● **PROBLEM TO SOLVE**
Go through each line of the records below and count those with the word "previous". Give only the count.

● **DATA FOR THIS TASK**
┌────────

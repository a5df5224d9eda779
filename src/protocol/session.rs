//! Per-peer session: handshake state machine, directional keys, in-flight requests.
//!
//! ```text
//! Unestablished --(ordinary packet, no keys)--> ChallengeIssued --(valid handshake)--> Established
//!       ^                                                                                 |
//!       +--------------------------(repeated decrypt failure)----------------------------+
//!
//! Unestablished/Established --(challenge matching one of our requests)--> Established
//! ```
//!
//! When both peers challenge each other at once, each answers the other's challenge
//! and each receives a handshake. Only the handshake initiated by the lower node id
//! sets the keys: its initiator keeps its keys, the other side replaces its own with
//! the responder keys of that handshake.
//!
//! Every method here runs under the session's lock, so a handshake completes before
//! any ordinary packet that depends on its keys is decrypted.

use crate::core::message::{Message, RequestId};
use crate::core::packet::{AuthData, IdNonce, Nonce, Packet, PacketHeader};
use crate::error::{constants, DiscoveryError, Result};
use crate::node::id::NodeId;
use crate::node::local::LocalNode;
use crate::node::record::{NodeRecord, RecordVerifier};
use crate::protocol::handshake::{self, DirectionalKeys};
use crate::protocol::task::InFlightRequest;
use crate::utils::crypto::random_array;
use std::collections::HashMap;
use std::fmt;
use std::net::SocketAddr;
use tracing::{debug, trace};

/// Sessions are keyed by the peer's node id and the address it talks from.
#[derive(Debug, Clone, Copy, PartialEq, Eq, Hash)]
pub struct SessionKey {
    pub node_id: NodeId,
    pub addr: SocketAddr,
}

impl SessionKey {
    pub fn new(node_id: NodeId, addr: SocketAddr) -> Self {
        Self { node_id, addr }
    }
}

impl fmt::Display for SessionKey {
    fn fmt(&self, f: &mut fmt::Formatter<'_>) -> fmt::Result {
        write!(f, "{:?}@{}", self.node_id, self.addr)
    }
}

#[derive(Debug, Clone, PartialEq, Eq)]
pub enum SessionState {
    Unestablished,
    /// We challenged the peer and wait for its handshake.
    ChallengeIssued,
    Established,
}

/// A handshake whose id signature and AEAD tag checked out.
///
/// The keys are installed even when the plaintext is not a valid message; `message`
/// then carries the decode error.
#[derive(Debug)]
pub struct HandshakeOutcome {
    pub message: Result<Message>,
    /// Newer record embedded in the handshake, for the node table
    pub record: Option<NodeRecord>,
}

/// Result of feeding an ordinary packet to the session.
#[derive(Debug)]
pub enum OrdinaryOutcome {
    Message(Message),
    /// No usable keys: answer with this challenge.
    Challenge(Packet),
    /// Decrypt failure below the reset threshold.
    Dropped(DiscoveryError),
}

/// Handshake packet answering a challenge, and the request it carries.
#[derive(Debug)]
pub struct HandshakeReply {
    pub packet: Packet,
    pub request_id: RequestId,
}

pub struct Session {
    key: SessionKey,
    record: Option<NodeRecord>,
    state: SessionState,
    keys: Option<DirectionalKeys>,
    /// `masking-iv || header` of the challenge we sent, until a handshake answers it
    challenge: Option<Vec<u8>>,
    decrypt_failures: u32,
    requests: HashMap<RequestId, InFlightRequest>,
    max_requests: usize,
}
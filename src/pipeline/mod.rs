//! # Envelope Pipelines
//!
//! A pipeline is an ordered handler chain fixed at construction. Envelopes are
//! pushed into a bounded queue and processed by a bounded pool of workers; each
//! envelope runs through the whole chain sequentially while different envelopes
//! run concurrently.
//!
//! ## Inbound chain
//! `IncomingDataPacker -> PacketDemasker -> ChallengeSessionResolver -> SenderResolver
//! -> NodeIdToSession -> ChallengePacketHandler -> HandshakePacketHandler
//! -> OrdinaryPacketHandler -> MessageHandler -> BadPacketHandler`
//!
//! ## Outbound chain
//! `TaskIntake -> NodeIdToSession -> RequestRegistration -> MessageEncoder
//! -> OutgoingParcelHandler -> BadPacketHandler`

pub mod common;
pub mod context;
pub mod envelope;
pub mod inbound;
pub mod outbound;

pub use context::PipelineContext;
pub use envelope::Envelope;

use crate::error::{constants, DiscoveryError, Result};
use crate::utils::metrics::global_metrics;
use parking_lot::Mutex;
use std::sync::Arc;
use tokio::sync::{mpsc, Semaphore};
use tokio::task::JoinHandle;
use tokio_util::sync::CancellationToken;
use tracing::{debug, trace, trace_span, warn};

/// One stage of a pipeline.
pub trait EnvelopeHandler: Send + Sync {
    fn name(&self) -> &'static str;

    /// Inspect and update the envelope. Must not block.
    fn handle(&self, envelope: &mut Envelope);
}

/// Producer side of a pipeline's bounded queue.
#[derive(Clone, Debug)]
pub struct EnvelopeQueue {
    name: &'static str,
    sender: mpsc::Sender<Envelope>,
}

impl EnvelopeQueue {
    pub fn channel(name: &'static str, capacity: usize) -> (Self, mpsc::Receiver<Envelope>) {
        let (sender, receiver) = mpsc::channel(capacity.max(1));
        (Self { name, sender }, receiver)
    }

    /// Enqueue without waiting. A full queue drops the envelope.
    pub fn push(&self, envelope: Envelope) -> Result<()> {
        self.sender.try_send(envelope).map_err(|e| match e {
            mpsc::error::TrySendError::Full(dropped) => {
                global_metrics().envelope_dropped();
                warn!(pipeline = self.name, "Pipeline queue full, dropping envelope");
                if let Some(completion) = dropped.completion {
                    completion.resolve(Err(DiscoveryError::Custom(
                        constants::ERR_QUEUE_FULL.into(),
                    )));
                }
                DiscoveryError::Custom(constants::ERR_QUEUE_FULL.into())
            }
            mpsc::error::TrySendError::Closed(dropped) => {
                if let Some(completion) = dropped.completion {
                    completion.resolve(Err(DiscoveryError::ServiceStopped));
                }
                DiscoveryError::ServiceStopped
            }
        })
    }
}

pub struct Pipeline {
    name: &'static str,
    handlers: Vec<Box<dyn EnvelopeHandler>>,
    queue: EnvelopeQueue,
    receiver: Mutex<Option<mpsc::Receiver<Envelope>>>,
}

impl Pipeline {
    pub fn new(
        name: &'static str,
        handlers: Vec<Box<dyn EnvelopeHandler>>,
        queue: EnvelopeQueue,
        receiver: mpsc::Receiver<Envelope>,
    ) -> Self {
        debug!(
            pipeline = name,
            handlers = ?handlers.iter().map(|h| h.name()).collect::<Vec<_>>(),
            "Pipeline built"
        );
        Self {
            name,
            handlers,
            queue,
            receiver: Mutex::new(Some(receiver)),
        }
    }

    pub fn name(&self) -> &'static str {
        self.name
    }

    pub fn push(&self, envelope: Envelope) -> Result<()> {
        self.queue.push(envelope)
    }

    /// Run the whole chain on the calling task.
    pub fn process(&self, envelope: &mut Envelope) {
        let span = trace_span!("pipeline", name = self.name);
        let _guard = span.enter();
        for handler in &self.handlers {
            trace!(handler = handler.name(), "Handling envelope");
            handler.handle(envelope);
        }
    }

    /// Spawn the worker loop. At most `workers` envelopes are in the chain at once.
    ///
    /// Returns `None` if the pipeline was already started.
    pub fn start(self: &Arc<Self>, workers: usize, shutdown: CancellationToken) -> Option<JoinHandle<()>> {
        let mut receiver = self.receiver.lock().take()?;
        let pipeline = Arc::clone(self);
        let permits = Arc::new(Semaphore::new(workers.max(1)));

        Some(tokio::spawn(async move {
            loop {
                let envelope = tokio::select! {
                    _ = shutdown.cancelled() => break,
                    envelope = receiver.recv() => match envelope {
                        Some(envelope) => envelope,
                        None => break,
                    },
                };
                let permit = tokio::select! {
                    _ = shutdown.cancelled() => break,
                    permit = Arc::clone(&permits).acquire_owned() => match permit {
                        Ok(permit) => permit,
                        Err(_) => break,
                    },
                };

                let pipeline = Arc::clone(&pipeline);
                tokio::spawn(async move {
                    let mut envelope = envelope;
                    pipeline.process(&mut envelope);
                    drop(permit);
                });
            }
            debug!(pipeline = pipeline.name, "Pipeline stopped");
        }))
    }
}
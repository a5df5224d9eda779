//! Node-table boundary and an in-memory implementation.

use crate::node::id::NodeId;
use crate::node::record::NodeRecord;
use parking_lot::RwLock;
use std::collections::HashMap;
use tracing::trace;

/// Known-peer storage consumed by the session layer.
pub trait NodeTable: Send + Sync {
    fn lookup(&self, node_id: &NodeId) -> Option<NodeRecord>;

    /// Install a record. Returns `false` when an equal or newer record is already held.
    fn insert(&self, record: NodeRecord) -> bool;

    /// Records whose log distance from `home` equals `distance`, at most `limit`.
    fn nodes_at_distance(&self, home: &NodeId, distance: u16, limit: usize) -> Vec<NodeRecord>;
}

/// Thread-safe map of node id to latest record.
#[derive(Debug, Default)]
pub struct MemoryNodeTable {
    nodes: RwLock<HashMap<NodeId, NodeRecord>>,
}

impl MemoryNodeTable {
    pub fn new() -> Self {
        Self::default()
    }

    pub fn len(&self) -> usize {
        self.nodes.read().len()
    }

    pub fn is_empty(&self) -> bool {
        self.nodes.read().is_empty()
    }
}

impl NodeTable for MemoryNodeTable {
    fn lookup(&self, node_id: &NodeId) -> Option<NodeRecord> {
        self.nodes.read().get(node_id).cloned()
    }

    fn insert(&self, record: NodeRecord) -> bool {
        let node_id = record.node_id();
        let mut nodes = self.nodes.write();
        match nodes.get(&node_id) {
            Some(existing) if existing.seq() >= record.seq() => false,
            _ => {
                trace!(%node_id, seq = record.seq(), "Node record installed");
                nodes.insert(node_id, record);
                true
            }
        }
    }

    fn nodes_at_distance(&self, home: &NodeId, distance: u16, limit: usize) -> Vec<NodeRecord> {
        self.nodes
            .read()
            .iter()
            .filter(|(id, _)| home.log2_distance(id) == distance)
            .take(limit)
            .map(|(_, record)| record.clone())
            .collect()
    }
}
impl AuthData {
    pub fn flag(&self) -> u8 {
        match self {
            AuthData::Ordinary { .. } => FLAG_ORDINARY,
            AuthData::Challenge { .. } => FLAG_CHALLENGE,
            AuthData::Handshake { .. } => FLAG_HANDSHAKE,
        }
    }

    /// Sender id for packet kinds that carry one.
    pub fn src_id(&self) -> Option<&NodeId> {
        match self {
            AuthData::Ordinary { src_id } | AuthData::Handshake { src_id, .. } => Some(src_id),
            AuthData::Challenge { .. } => None,
        }
    }

    pub fn encode(&self) -> Vec<u8> {
        match self {
            AuthData::Ordinary { src_id } => src_id.as_bytes().to_vec(),
            AuthData::Challenge { id_nonce, enr_seq } => {
                let mut out = Vec::with_capacity(CHALLENGE_AUTHDATA_SIZE);
                out.extend_from_slice(id_nonce);
                out.extend_from_slice(&enr_seq.to_be_bytes());
                out
            }
            AuthData::Handshake {
                src_id,
                id_signature,
                ephemeral_key,
                record,
            } => {
                let record = record.as_deref().unwrap_or_default();
                let mut out = Vec::with_capacity(
                    HANDSHAKE_AUTHDATA_HEAD + id_signature.len() + ephemeral_key.len() + record.len(),
                );
                out.extend_from_slice(src_id.as_bytes());
                out.push(id_signature.len() as u8);
                out.push(ephemeral_key.len() as u8);
                out.extend_from_slice(id_signature);
                out.extend_from_slice(ephemeral_key);
                out.extend_from_slice(record);
                out
            }
        }
    }

    pub fn decode(flag: u8, bytes: &[u8]) -> Result<Self> {
        let size_error = || DiscoveryError::MalformedPacket(constants::ERR_AUTHDATA_SIZE.into());
        match flag {
            FLAG_ORDINARY => {
                let src_id = NodeId::from_slice(bytes).ok_or_else(size_error)?;
                Ok(AuthData::Ordinary { src_id })
            }
            FLAG_CHALLENGE => {
                if bytes.len() != CHALLENGE_AUTHDATA_SIZE {
                    return Err(size_error());
                }
                let mut id_nonce = [0u8; ID_NONCE_SIZE];
                id_nonce.copy_from_slice(&bytes[..ID_NONCE_SIZE]);
                let mut seq = [0u8; 8];
                seq.copy_from_slice(&bytes[ID_NONCE_SIZE..]);
                Ok(AuthData::Challenge {
                    id_nonce,
                    enr_seq: u64::from_be_bytes(seq),
                })
            }
            FLAG_HANDSHAKE => {
                if bytes.len() < HANDSHAKE_AUTHDATA_HEAD {
                    return Err(size_error());
                }
                let src_id = NodeId::from_slice(&bytes[..NODE_ID_SIZE]).ok_or_else(size_error)?;
                let sig_size = usize::from(bytes[NODE_ID_SIZE]);
                let key_size = usize::from(bytes[NODE_ID_SIZE + 1]);
                let key_end = HANDSHAKE_AUTHDATA_HEAD + sig_size + key_size;
                if bytes.len() < key_end {
                    return Err(size_error());
                }
                let sig_end = HANDSHAKE_AUTHDATA_HEAD + sig_size;
                let record = &bytes[key_end..];
                Ok(AuthData::Handshake {
                    src_id,
                    id_signature: bytes[HANDSHAKE_AUTHDATA_HEAD..sig_end].to_vec(),
                    ephemeral_key: bytes[sig_end..key_end].to_vec(),
                    record: (!record.is_empty()).then(|| record.to_vec()),
                })
            }
            other => Err(DiscoveryError::UnknownPacketType(other)),
        }
    }
}

#[derive(Debug, Clone, PartialEq, Eq)]
pub struct PacketHeader {
    pub nonce: Nonce,
    pub auth_data: AuthData,
}

impl PacketHeader {
    /// Unmasked header bytes: static header followed by auth-data.
    pub fn encode(&self) -> Vec<u8> {
        let auth = self.auth_data.encode();
        let mut out = Vec::with_capacity(STATIC_HEADER_SIZE + auth.len());
        out.extend_from_slice(PROTOCOL_ID);
        out.extend_from_slice(&PROTOCOL_VERSION.to_be_bytes());
        out.push(self.auth_data.flag());
        out.extend_from_slice(&self.nonce);
        out.extend_from_slice(&(auth.len() as u16).to_be_bytes());
        out.extend_from_slice(&auth);
        out
    }
}

/// A demasked packet. `message` is still sealed.
#[derive(Debug, Clone, PartialEq, Eq)]
pub struct Packet {
    pub iv: [u8; IV_SIZE],
    pub header: PacketHeader,
    pub message: Vec<u8>,
}
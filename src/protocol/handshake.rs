//! Handshake cryptography: ECDH, key derivation and identity proofs.
//!
//! The initiator is the node that sent the packet which triggered a challenge. It
//! answers the challenge with an ephemeral public key and a signature over the
//! challenge-data, and both sides derive the same pair of session keys:
//!
//! ```text
//! secret          = ecdh(ephemeral-key, recipient-static-key)
//! initiator-key ||
//! recipient-key   = hkdf-sha256(ikm = secret, salt = challenge-data,
//!                               info = "discovery v5 key agreement" || initiator-id || recipient-id)
//! id-signature    = sign(sha256("discovery v5 identity proof" || challenge-data ||
//!                               ephemeral-pubkey || recipient-id))
//! ```
//!
//! The initiator encrypts with `initiator-key` and the recipient with `recipient-key`.
//! All key material is zeroized when dropped.

use crate::error::{constants, DiscoveryError, Result};
use crate::node::id::NodeId;
use crate::node::key::{compressed_public_key, parse_public_key, NodeKey, PUBLIC_KEY_SIZE};
use crate::utils::crypto::{os_random, KEY_SIZE};
use hkdf::Hkdf;
use k256::ecdsa::signature::hazmat::{PrehashSigner, PrehashVerifier};
use k256::ecdsa::{Signature, SigningKey, VerifyingKey};
use sha2::{Digest, Sha256};
use tracing::{debug, instrument};
use zeroize::{Zeroize, ZeroizeOnDrop};

pub const KEY_AGREEMENT_INFO: &[u8] = b"discovery v5 key agreement";
pub const ID_SIGNATURE_TEXT: &[u8] = b"discovery v5 identity proof";

/// Length of an `r || s` id signature
pub const ID_SIGNATURE_SIZE: usize = 64;

/// Both keys produced by one handshake.
#[derive(Zeroize, ZeroizeOnDrop)]
pub struct SessionKeys {
    pub initiator_key: [u8; KEY_SIZE],
    pub recipient_key: [u8; KEY_SIZE],
}

impl SessionKeys {
    pub fn for_initiator(&self) -> DirectionalKeys {
        DirectionalKeys {
            encrypt: self.initiator_key,
            decrypt: self.recipient_key,
        }
    }

    pub fn for_recipient(&self) -> DirectionalKeys {
        DirectionalKeys {
            encrypt: self.recipient_key,
            decrypt: self.initiator_key,
        }
    }
}

/// Keys as seen from one side of a session.
#[derive(Clone, Zeroize, ZeroizeOnDrop)]
pub struct DirectionalKeys {
    pub encrypt: [u8; KEY_SIZE],
    pub decrypt: [u8; KEY_SIZE],
}

impl std::fmt::Debug for DirectionalKeys {
    fn fmt(&self, f: &mut std::fmt::Formatter<'_>) -> std::fmt::Result {
        f.write_str("DirectionalKeys(..)")
    }
}

/// Per-handshake secp256k1 key, discarded once the keys are derived.
pub struct EphemeralKey {
    secret: SigningKey,
}

impl EphemeralKey {
    pub fn generate() -> Result<Self> {
        let mut bytes = [0u8; 32];
        loop {
            os_random(&mut bytes)?;
            if let Ok(secret) = SigningKey::from_slice(&bytes) {
                bytes.zeroize();
                return Ok(Self { secret });
            }
        }
    }

    pub fn public_key(&self) -> [u8; PUBLIC_KEY_SIZE] {
        compressed_public_key(self.secret.verifying_key())
    }
}

/// x-coordinate of the shared point.
pub fn ecdh(secret: &SigningKey, public: &VerifyingKey) -> [u8; 32] {
    let shared = k256::ecdh::diffie_hellman(secret.as_nonzero_scalar(), public.as_affine());
    let mut out = [0u8; 32];
    out.copy_from_slice(shared.raw_secret_bytes());
    out
}

pub fn derive_keys(
    secret: &[u8; 32],
    initiator_id: &NodeId,
    recipient_id: &NodeId,
    challenge_data: &[u8],
) -> Result<SessionKeys> {
    let mut info = Vec::with_capacity(KEY_AGREEMENT_INFO.len() + 64);
    info.extend_from_slice(KEY_AGREEMENT_INFO);
    info.extend_from_slice(initiator_id.as_bytes());
    info.extend_from_slice(recipient_id.as_bytes());

    let hk = Hkdf::<Sha256>::new(Some(challenge_data), secret);
    let mut okm = [0u8; 2 * KEY_SIZE];
    hk.expand(&info, &mut okm)
        .map_err(|e| DiscoveryError::HandshakeVerification(e.to_string()))?;

    let mut keys = SessionKeys {
        initiator_key: [0u8; KEY_SIZE],
        recipient_key: [0u8; KEY_SIZE],
    };
    keys.initiator_key.copy_from_slice(&okm[..KEY_SIZE]);
    keys.recipient_key.copy_from_slice(&okm[KEY_SIZE..]);
    okm.zeroize();
    Ok(keys)
}

fn id_signature_digest(challenge_data: &[u8], ephemeral_key: &[u8], dest_id: &NodeId) -> [u8; 32] {
    let mut hasher = Sha256::new();
    hasher.update(ID_SIGNATURE_TEXT);
    hasher.update(challenge_data);
    hasher.update(ephemeral_key);
    hasher.update(dest_id.as_bytes());
    hasher.finalize().into()
}

/// Prove ownership of the static key to `dest_id`.
pub fn id_sign(
    key: &SigningKey,
    challenge_data: &[u8],
    ephemeral_key: &[u8],
    dest_id: &NodeId,
) -> Result<[u8; ID_SIGNATURE_SIZE]> {
    let digest = id_signature_digest(challenge_data, ephemeral_key, dest_id);
    let signature: Signature = key
        .sign_prehash(&digest)
        .map_err(|e| DiscoveryError::HandshakeVerification(e.to_string()))?;
    let mut out = [0u8; ID_SIGNATURE_SIZE];
    out.copy_from_slice(&signature.to_bytes());
    Ok(out)
}

pub fn id_verify(
    key: &VerifyingKey,
    challenge_data: &[u8],
    ephemeral_key: &[u8],
    dest_id: &NodeId,
    signature: &[u8],
) -> Result<()> {
    let invalid =
        || DiscoveryError::HandshakeVerification(constants::ERR_INVALID_ID_SIGNATURE.into());
    let signature = Signature::from_slice(signature).map_err(|_| invalid())?;
    let digest = id_signature_digest(challenge_data, ephemeral_key, dest_id);
    key.verify_prehash(&digest, &signature).map_err(|_| invalid())
}

/// What the initiator puts into its handshake packet.
pub struct InitiatorHandshake {
    pub keys: DirectionalKeys,
    pub id_signature: [u8; ID_SIGNATURE_SIZE],
    pub ephemeral_key: [u8; PUBLIC_KEY_SIZE],
}

/// Answer a challenge: fresh ephemeral key, id proof, and the initiator's view of the keys.
#[instrument(skip(local_key, remote_key, challenge_data), fields(remote = %remote_id))]
pub fn initiate(
    local_key: &NodeKey,
    remote_id: &NodeId,
    remote_key: &VerifyingKey,
    challenge_data: &[u8],
) -> Result<InitiatorHandshake> {
    let ephemeral = EphemeralKey::generate()?;
    let ephemeral_key = ephemeral.public_key();

    let mut secret = ecdh(&ephemeral.secret, remote_key);
    let keys = derive_keys(&secret, &local_key.node_id(), remote_id, challenge_data);
    secret.zeroize();
    let keys = keys?;

    let id_signature = id_sign(
        local_key.signing_key(),
        challenge_data,
        &ephemeral_key,
        remote_id,
    )?;

    debug!("Initiator derived session keys");
    Ok(InitiatorHandshake {
        keys: keys.for_initiator(),
        id_signature,
        ephemeral_key,
    })
}

/// Check a handshake received in reply to our challenge and derive the recipient's keys.
///
/// `remote_key` is the static key from the record we hold (or the one embedded in the
/// handshake). Nothing is committed here; the caller installs the keys only once the
/// carried message also decrypts.
#[instrument(skip(local_key, remote_key, challenge_data, id_signature, ephemeral_key), fields(remote = %remote_id))]
pub fn respond(
    local_key: &NodeKey,
    remote_id: &NodeId,
    remote_key: &VerifyingKey,
    challenge_data: &[u8],
    id_signature: &[u8],
    ephemeral_key: &[u8],
) -> Result<DirectionalKeys> {
    let ephemeral = parse_public_key(ephemeral_key).map_err(|_| {
        DiscoveryError::HandshakeVerification(constants::ERR_INVALID_EPHEMERAL_KEY.into())
    })?;
    let local_id = local_key.node_id();
    id_verify(remote_key, challenge_data, ephemeral_key, &local_id, id_signature)?;

    let mut secret = ecdh(local_key.signing_key(), &ephemeral);
    let keys = derive_keys(&secret, remote_id, &local_id, challenge_data);
    secret.zeroize();

    debug!("Recipient derived session keys");
    Ok(keys?.for_recipient())
}
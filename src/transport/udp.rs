use crate::core::codec::DatagramCodec;
use crate::error::{DiscoveryError, Result};
use crate::service::DiscoveryService;
use futures::{SinkExt, StreamExt};
use std::net::SocketAddr;
use std::sync::Arc;
use tokio::net::UdpSocket;
use tokio_stream::wrappers::ReceiverStream;
use tokio_util::udp::UdpFramed;
use tracing::{debug, info, warn};

/// Drives a [`DiscoveryService`] from a UDP socket until the service stops.
pub struct UdpTransport {
    socket: UdpSocket,
    service: Arc<DiscoveryService>,
}

impl UdpTransport {
    /// Bind to `addr`, e.g. the configured listen address.
    pub async fn bind(addr: SocketAddr, service: Arc<DiscoveryService>) -> Result<Self> {
        let socket = UdpSocket::bind(addr).await?;
        Ok(Self { socket, service })
    }

    pub fn new(socket: UdpSocket, service: Arc<DiscoveryService>) -> Self {
        Self { socket, service }
    }

    pub fn local_addr(&self) -> Result<SocketAddr> {
        Ok(self.socket.local_addr()?)
    }

    pub async fn run(self) -> Result<()> {
        let outgoing = self
            .service
            .take_outgoing()
            .ok_or_else(|| DiscoveryError::Custom("transport already attached".into()))?;
        let local_addr = self.socket.local_addr()?;
        let shutdown = self.service.shutdown_token();

        let (mut sink, mut stream) = UdpFramed::new(self.socket, DatagramCodec).split();
        let mut outgoing = ReceiverStream::new(outgoing);
        info!(%local_addr, "UDP transport running");

        loop {
            tokio::select! {
                _ = shutdown.cancelled() => break,
                received = stream.next() => match received {
                    Some(Ok((bytes, remote))) => {
                        if let Err(e) = self.service.handle_incoming(bytes, remote) {
                            debug!(%remote, error = %e, "Inbound datagram dropped");
                        }
                    }
                    // oversized datagrams and ICMP errors surface here; keep reading
                    Some(Err(e)) => debug!(error = %e, "Receive error"),
                    None => break,
                },
                packet = outgoing.next() => match packet {
                    Some(packet) => {
                        if let Err(e) = sink.send((packet.bytes, packet.destination)).await {
                            warn!(destination = %packet.destination, error = %e, "Send failed");
                        }
                    }
                    None => break,
                },
            }
        }

        info!(%local_addr, "UDP transport stopped");
        Ok(())
    }
}
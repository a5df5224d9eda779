//! Keyed one-shot timers with replace-on-reschedule semantics.
//!
//! Scheduling a key that already has a pending timer drops the old action and
//! deadline. A fired entry is removed before its action runs, so an action that
//! reschedules its own key creates a fresh entry. Timing uses `tokio::time`, which
//! makes the scheduler follow a paused test clock.

use parking_lot::Mutex;
use std::collections::HashMap;
use std::future::poll_fn;
use std::hash::Hash;
use std::sync::Arc;
use std::task::{Context, Poll, Waker};
use std::time::Duration;
use tokio_util::sync::CancellationToken;
use tokio_util::time::{delay_queue, DelayQueue};
use tracing::trace;

pub type ExpirationAction = Box<dyn FnOnce() + Send + 'static>;

struct Entry {
    timer: delay_queue::Key,
    action: ExpirationAction,
}

struct Inner<K> {
    queue: DelayQueue<K>,
    entries: HashMap<K, Entry>,
    waker: Option<Waker>,
}

impl<K> Inner<K> {
    fn wake_driver(&mut self) {
        if let Some(waker) = self.waker.take() {
            waker.wake();
        }
    }
}

pub struct ExpirationScheduler<K> {
    inner: Arc<Mutex<Inner<K>>>,
    shutdown: CancellationToken,
}

impl<K> ExpirationScheduler<K>
where
    K: Clone + Eq + Hash + Send + std::fmt::Debug + 'static,
{
    /// Create the scheduler and spawn its driver task on the current runtime.
    ///
    /// The driver exits when `shutdown` (or a parent token) is cancelled.
    pub fn new(name: &'static str, shutdown: CancellationToken) -> Self {
        let inner = Arc::new(Mutex::new(Inner {
            queue: DelayQueue::new(),
            entries: HashMap::new(),
            waker: None,
        }));

        tokio::spawn(drive(name, Arc::clone(&inner), shutdown.clone()));
        Self { inner, shutdown }
    }

    /// Run `action` once `delay` elapses, replacing any pending action for `key`.
    pub fn schedule<F>(&self, key: K, delay: Duration, action: F)
    where
        F: FnOnce() + Send + 'static,
    {
        if self.shutdown.is_cancelled() {
            return;
        }
        let mut inner = self.inner.lock();
        if let Some(previous) = inner.entries.remove(&key) {
            inner.queue.remove(&previous.timer);
        }
        let timer = inner.queue.insert(key.clone(), delay);
        inner.entries.insert(
            key,
            Entry {
                timer,
                action: Box::new(action),
            },
        );
        inner.wake_driver();
    }

    /// Drop the pending action for `key`. Returns whether one existed.
    pub fn cancel(&self, key: &K) -> bool {
        let mut inner = self.inner.lock();
        match inner.entries.remove(key) {
            Some(entry) => {
                inner.queue.remove(&entry.timer);
                true
            }
            None => false,
        }
    }

    pub fn contains(&self, key: &K) -> bool {
        self.inner.lock().entries.contains_key(key)
    }

    /// Number of pending actions.
    pub fn len(&self) -> usize {
        self.inner.lock().entries.len()
    }

    pub fn is_empty(&self) -> bool {
        self.len() == 0
    }

    /// Stop the driver and discard every pending action without running it.
    pub fn stop(&self) {
        self.shutdown.cancel();
        let mut inner = self.inner.lock();
        inner.entries.clear();
        inner.queue.clear();
        inner.wake_driver();
    }
}

fn poll_expired<K>(inner: &Mutex<Inner<K>>, cx: &mut Context<'_>) -> Poll<(K, ExpirationAction)>
where
    K: Clone + Eq + Hash,
{
    let mut inner = inner.lock();
    loop {
        match inner.queue.poll_expired(cx) {
            Poll::Ready(Some(expired)) => {
                let key = expired.into_inner();
                if let Some(entry) = inner.entries.remove(&key) {
                    return Poll::Ready((key, entry.action));
                }
            }
            // an empty queue reports Ready(None) instead of parking, so park here
            Poll::Ready(None) | Poll::Pending => {
                inner.waker = Some(cx.waker().clone());
                return Poll::Pending;
            }
        }
    }
}

async fn drive<K>(name: &'static str, inner: Arc<Mutex<Inner<K>>>, shutdown: CancellationToken)
where
    K: Clone + Eq + Hash + std::fmt::Debug,
{
    loop {
        let (key, action) = tokio::select! {
            _ = shutdown.cancelled() => break,
            fired = poll_fn(|cx| poll_expired(&inner, cx)) => fired,
        };
        trace!(scheduler = name, ?key, "Expiration fired");
        action();
    }
    trace!(scheduler = name, "Expiration driver stopped");
}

└────────

● **TASK OUTPUT**
2